In [16]:
%%time 
import pickle, gzip, urllib.request, json
import numpy as np
import matplotlib.pyplot as plt
import os
import boto3
import re
import copy
import time
import io
import struct
from time import gmtime, strftime
from sagemaker import get_execution_role

role = get_execution_role()

region = boto3.Session().region_name

bucket='sagemaker-blackjack' # Replace with your s3 bucket name
prefix = 'sagemaker/blackjack' # Used as part of the path in the bucket where you store data
bucket_path = 'https://s3-{}.amazonaws.com/{}'.format(region,bucket) # The URL to access the bucket

CPU times: user 68.2 ms, sys: 8.45 ms, total: 76.6 ms
Wall time: 144 ms


In [31]:
import sagemaker

from sagemaker.amazon.amazon_estimator import get_image_uri

container = get_image_uri(boto3.Session().region_name, 'xgboost', '0.90-1')

In [37]:
train_data = 's3://{}/{}/{}'.format(bucket, prefix, 'train')
print(train_data)

s3_output_location = 's3://{}/{}/{}'.format(bucket, prefix, 'xgboost_model_sdk')
print(s3_output_location)

s3://sagemaker-blackjack/sagemaker/blackjack/train
s3://sagemaker-blackjack/sagemaker/blackjack/xgboost_model_sdk


In [42]:
xgb_model = sagemaker.estimator.Estimator(container,
                                         role, 
                                         train_instance_count=1, # number of ML compute instances to use for training
                                         train_instance_type='ml.m4.xlarge', # type of ML computer instance for training
                                         train_volume_size = 1, # size of storage to attach to training instance
                                         output_path=s3_output_location,
                                         sagemaker_session=sagemaker.Session())

In [43]:
# https://docs.aws.amazon.com/sagemaker/latest/dg/xgboost_hyperparameters.html
xgb_model.set_hyperparameters(max_depth = 5, # (Default: 6) Maximum depth of a tree.
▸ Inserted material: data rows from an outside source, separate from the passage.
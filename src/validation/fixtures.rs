//! Small in-memory feeds shared by the validation tests.

use chrono::{Duration, Local};

use crate::feed::{FeedTables, Table, TableName};

fn ymd(offset_days: i64) -> String {
    (Local::now().date_naive() + Duration::days(offset_days))
        .format("%Y%m%d")
        .to_string()
}

/// A feed that passes every standard rule.
pub(crate) fn valid_feed() -> FeedTables {
    FeedTables::new()
        .with_table(
            TableName::Agency,
            Table::new(["agency_id", "agency_name", "agency_url", "agency_timezone"]).with_row([
                "A1",
                "Test Transit Agency",
                "https://test-transit.example",
                "America/Costa_Rica",
            ]),
        )
        .with_table(TableName::Routes, routes(&[("R1", "1", "Downtown"), ("R2", "2", "Airport")]))
        .with_table(
            TableName::Stops,
            Table::new(["stop_id", "stop_name", "stop_lat", "stop_lon"])
                .with_row(["S1", "Central", "9.9281", "-84.0907"])
                .with_row(["S2", "Museum", "9.9325", "-84.0795"])
                .with_row(["S3", "Airport", "9.9939", "-84.2088"]),
        )
        .with_table(
            TableName::Trips,
            Table::new(["route_id", "service_id", "trip_id", "shape_id"])
                .with_row(["R1", "WK", "T1", "SH1"])
                .with_row(["R2", "WK", "T2", "SH1"]),
        )
        .with_table(
            TableName::StopTimes,
            Table::new(["trip_id", "arrival_time", "departure_time", "stop_id", "stop_sequence"])
                .with_row(["T1", "08:00:00", "08:00:00", "S1", "1"])
                .with_row(["T1", "08:10:00", "08:10:00", "S2", "2"])
                .with_row(["T2", "09:00:00", "09:00:00", "S1", "1"])
                .with_row(["T2", "09:30:00", "09:30:00", "S3", "2"]),
        )
        .with_table(TableName::Calendar, calendar(&[("WK", -10, 300)]))
        .with_table(
            TableName::Shapes,
            Table::new(["shape_id", "shape_pt_lat", "shape_pt_lon", "shape_pt_sequence"])
                .with_row(["SH1", "9.9281", "-84.0907", "1"])
                .with_row(["SH1", "9.9939", "-84.2088", "2"]),
        )
}

pub(crate) fn routes(rows: &[(&str, &str, &str)]) -> Table {
    let mut table = Table::new([
        "route_id",
        "agency_id",
        "route_short_name",
        "route_long_name",
        "route_type",
    ]);
    for (id, short, long) in rows {
        table.push_row([*id, "A1", *short, *long, "3"]);
    }
    table
}

/// Calendar rows as `(service_id, start offset, end offset)` in days from today.
pub(crate) fn calendar(rows: &[(&str, i64, i64)]) -> Table {
    let mut table = Table::new([
        "service_id",
        "monday",
        "tuesday",
        "wednesday",
        "thursday",
        "friday",
        "saturday",
        "sunday",
        "start_date",
        "end_date",
    ]);
    for (id, start, end) in rows {
        let start = ymd(*start);
        let end = ymd(*end);
        table.push_row([*id, "1", "1", "1", "1", "1", "0", "0", start.as_str(), end.as_str()]);
    }
    table
}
Increasing this value makes the model more complex and likely to be overfit. 0 indicates no limit.
                              eta = .2, # (Default: 0.3) Step size shrinkage used in updates to prevent overfitting. After each boosting step, you can directly get the weights of new features. The eta parameter actually shrinks the feature weights to make the boosting process more conservative.
                              gamma = 4, # (Default: 0) Minimum loss reduction required to make a further partition on a leaf node of the tree. The larger, the more conservative the algorithm is.
                              min_child_weight = 6, # (Default: 1) Minimum sum of instance weight (hessian) needed in a child. If the tree partition step results in a leaf node with the sum of instance weight less than min_child_weight, the building process gives up further partitioning. In linear regression models, this simply corresponds to a minimum number of instances needed in each node. The larger the algorithm, the more conservative it is.
                              silent = 0, # (Default: 0) 0 means print running messages, 1 means silent mode.
                              objective = "multi:softmax", # (Default: reg:squarederror) Specifies the learning task and the corresponding learning objective. Examples: reg:logistic, multi:softmax, reg:squarederror. For a full list of valid inputs, refer to XGBoost Parameters (https://github.com/dmlc/xgboost/blob/master/doc/parameter.rst).
                              num_class = 12, # The number of classes. Required if objective is set to multi:softmax or multi:softprob.
                              num_round = 10) # The number of rounds to run the training. Required.

In [44]:
train_channel = sagemaker.session.s3_input(train_data, content_type='text/csv')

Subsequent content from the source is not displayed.